Fast-food establishments are better known in the industry as quick service restaurants. Unfortunately, many of them are facing staffing problems in the post-pandemic world. So, what are the challenges, why are they occurring, and what can be done about it?

Current Challenges for QSRs

While understaffed QSRs are not a new concept, it seems to be more of a challenge than ever to attract and retain staff. In early 2020, only 13% of quick service restaurants were fully staffed in hourly positions (excluding management), and 40% of restaurants explained they were understaffed.

More recently, in May of 2021, a QSR web poll of restaurant company leaders found that 31% of respondents closed stores because they did not have enough employees. Moreover, 37% of respondents were still deciding whether to close or not.

These statistics point to a dire situation.
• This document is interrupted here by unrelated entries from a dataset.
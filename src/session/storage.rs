use std::collections::HashMap;
#[cfg(feature = "file-storage")]
use std::collections::BTreeMap;
#[cfg(feature = "file-storage")]
use std::path::{Path, PathBuf};

use parking_lot::Mutex;

use crate::error::Error;

/// Durable client-side key/value storage.
///
/// Plays the role of the browser's `localStorage`: values written here
/// survive a restart and are read back during rehydration. Implementations
/// must be cheap enough to call on every login, refresh and logout.
///
/// # Example
///
/// ```rust,ignore
/// impl TokenStorage for KeychainStorage {
///     fn get(&self, key: &str) -> Result<Option<String>, Error> {
///         self.keychain.read(key).map_err(|e| Error::Storage(e.to_string()))
///     }
///
///     fn set(&self, key: &str, value: &str) -> Result<(), Error> {
///         self.keychain.write(key, value).map_err(|e| Error::Storage(e.to_string()))
///     }
///
///     fn remove(&self, key: &str) -> Result<(), Error> {
///         self.keychain.delete(key).map_err(|e| Error::Storage(e.to_string()))
///     }
/// }
/// ```
pub trait TokenStorage: Send + Sync + 'static {
    /// Read a value. Returns `None` if the key is absent.
    fn get(&self, key: &str) -> Result<Option<String>, Error>;

    /// Write a value, replacing any previous one.
    fn set(&self, key: &str, value: &str) -> Result<(), Error>;

    /// Delete a value. Removing an absent key is not an error.
    fn remove(&self, key: &str) -> Result<(), Error>;
}

/// Process-local storage. Nothing survives a restart; clones do not share
/// state, wrap it in an `Arc` to share.
#[derive(Debug, Default)]
pub struct MemoryStorage {
    values: Mutex<HashMap<String, String>>,
}

impl MemoryStorage {
    #[must_use]
    pub fn new() -> Self {
        Self::default()
    }

    /// Pre-populate a key, as if a previous run had stored it.
    #[must_use]
    pub fn with_value(self, key: impl Into<String>, value: impl Into<String>) -> Self {
        self.values.lock().insert(key.into(), value.into());
        self
    }
}

impl TokenStorage for MemoryStorage {
    fn get(&self, key: &str) -> Result<Option<String>, Error> {
        Ok(self.values.lock().get(key).cloned())
    }

    fn set(&self, key: &str, value: &str) -> Result<(), Error> {
        self.values.lock().insert(key.to_owned(), value.to_owned());
        Ok(())
    }

    fn remove(&self, key: &str) -> Result<(), Error> {
        self.values.lock().remove(key);
        Ok(())
    }
}

/// Storage backed by a single JSON object file.
///
/// Writes go to a sibling temp file that is then renamed over the target,
/// so a crash mid-write leaves the previous contents intact.
#[cfg(feature = "file-storage")]
#[derive(Debug)]
pub struct FileStorage {
    path: PathBuf,
    lock: Mutex<()>,
}

#[cfg(feature = "file-storage")]
impl FileStorage {
    #[must_use]
    pub fn new(path: impl Into<PathBuf>) -> Self {
        Self {
            path: path.into(),
            lock: Mutex::new(()),
        }
    }

    #[must_use]
    pub fn path(&self) -> &Path {
        &self.path
    }

    fn read_all(&self) -> Result<BTreeMap<String, String>, Error> {
        match std::fs::read(&self.path) {
            Ok(bytes) if bytes.is_empty() => Ok(BTreeMap::new()),
            Ok(bytes) => serde_json::from_slice(&bytes).map_err(|e| {
                Error::Storage(format!("{}: {e}", self.path.display()))
            }),
            Err(e) if e.kind() == std::io::ErrorKind::NotFound => Ok(BTreeMap::new()),
            Err(e) => Err(Error::Storage(format!("{}: {e}", self.path.display()))),
        }
    }

    fn write_all(&self, values: &BTreeMap<String, String>) -> Result<(), Error> {
        let io_err = |e: std::io::Error| Error::Storage(format!("{}: {e}", self.path.display()));

        if let Some(parent) = self.path.parent().filter(|p| !p.as_os_str().is_empty()) {
            std::fs::create_dir_all(parent).map_err(io_err)?;
        }
        let tmp = self.path.with_extension("tmp");
        let bytes = serde_json::to_vec_pretty(values)?;
        std::fs::write(&tmp, bytes).map_err(io_err)?;
        std::fs::rename(&tmp, &self.path).map_err(io_err)
    }
}

#[cfg(feature = "file-storage")]
impl TokenStorage for FileStorage {
    fn get(&self, key: &str) -> Result<Option<String>, Error> {
        let _guard = self.lock.lock();
        Ok(self.read_all()?.remove(key))
    }

    fn set(&self, key: &str, value: &str) -> Result<(), Error> {
        let _guard = self.lock.lock();
        let mut values = self.read_all()?;
        values.insert(key.to_owned(), value.to_owned());
        self.write_all(&values)
    }

    fn remove(&self, key: &str) -> Result<(), Error> {
        let _guard = self.lock.lock();
        let mut values = self.read_all()?;
        if values.remove(key).is_some() {
            self.write_all(&values)?;
        }
        Ok(())
    }
}
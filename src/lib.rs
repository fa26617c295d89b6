#![doc = include_str!("../README.md")]

#[cfg(feature = "resources")]
pub mod api;
pub mod auth;
pub mod config;
pub mod error;
pub mod gateway;
pub mod guard;
pub mod session;
pub mod types;

// Re-exports for convenient access
#[cfg(feature = "resources")]
pub use api::RfpApi;
pub use auth::{AuthContext, validate_credentials, validate_registration};
pub use config::ClientConfig;
pub use error::{Error, ErrorKind};
pub use gateway::{ApiRequest, Gateway, Navigator};
pub use guard::{Access, dashboard_for};
#[cfg(feature = "file-storage")]
pub use session::FileStorage;
pub use session::{AuthStatus, MemoryStorage, SessionStore, TokenStorage};
pub use types::{Role, User, UserId};
//! Authenticated request dispatch with transparent token refresh.
//!
//! # Flow
//!
//! ```text
//! Attach ─► Dispatch ─► 2xx ───────────────────────────► Ok
//!                   ├─► 4xx/5xx (not 401), transport ──► Err (unchanged)
//!                   └─► 401 ─┬─ refresh endpoint ──────► Err
//!                            ├─ no token attached ─────► Err(Unauthenticated)
//!                            └─ Refreshing ─┬─ failed ─► Err(SessionExpired), session cleared
//!                                           └─ ok ─────► Retry ─► Ok / Err (final)
//! ```

mod client;
mod navigator;
mod request;

pub use client::Gateway;
#[cfg(feature = "resources")]
pub(crate) use client::ensure_success;
pub use navigator::Navigator;
pub use request::ApiRequest;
As for why the labor shortfall is happening, there are a few explanations, depending on who you ask.

Why the Talent Shortage?

Rather than pointing to one cause, it is more likely that different pressures coming together best explains the lack of QSR workers. One culprit is the enhanced unemployment benefits issued by the federal government.

These benefits for restaurant workers were released in the wake of disruptions brought on by the pandemic. Some people argue that if they are paid as much (or more) to sit at home and collect unemployment than to work in a restaurant, they have no incentive to get a job.

Others point out that the underlying issue is not the government benefits but the poor wages in the industry. QSR employees may not want to return to work because they worry about being exposed to the risks of COVID-19 as restaurants re-open, thinking that minimum wage does not make it worth the danger to their health worth it.

Also, the pandemic created opportunities for workers to look for jobs outside of the industry that brings in higher hourly pay, better hours, or more chances for career growth. Thus, even if restaurants and jobs open fully post-pandemic, some people will have moved on.

That leaves the restaurant industry with a smaller workforce than before. For example, 20% fewer people were employed in food service at the end of 2002 than at the beginning of that same year. Replacing those workers overnight is not likely to happen, especially for QSRs with hundreds of locations that only have two or three HR professionals to support them.

How to Handle These Challenges?

Establishing automated recruiting and hiring processes is a great way for QSRs to secure the best talent. For example, Talcura’s unique platform makes sending jobs to your website, intranet, social media, and job boards a cinch. You can even create a custom careers portal to make the application process engaging and consistent for candidates and employees.

 

Also, attention to keeping top performers remains an important role of HR professionals as part of efforts to reduce turnover. Providing what employees want from your organization, such as a respectable salary and flexible work hours, can strengthen their loyalty.

Focusing on a candidate’s skills rather than previous experience is also important when deciding who to hire. In QSR, employees often must multi-task. Hiring them based on their ability to do so and their specific skill set can help HR leaders spot which applicants will be the best fit.

A Few Last Words

These are only a few ideas to help you start to think about how best to streamline recruitment and hold onto the great talent already in your company. The right technology and strategy can improve the effectiveness of the hiring process in the restaurant industry.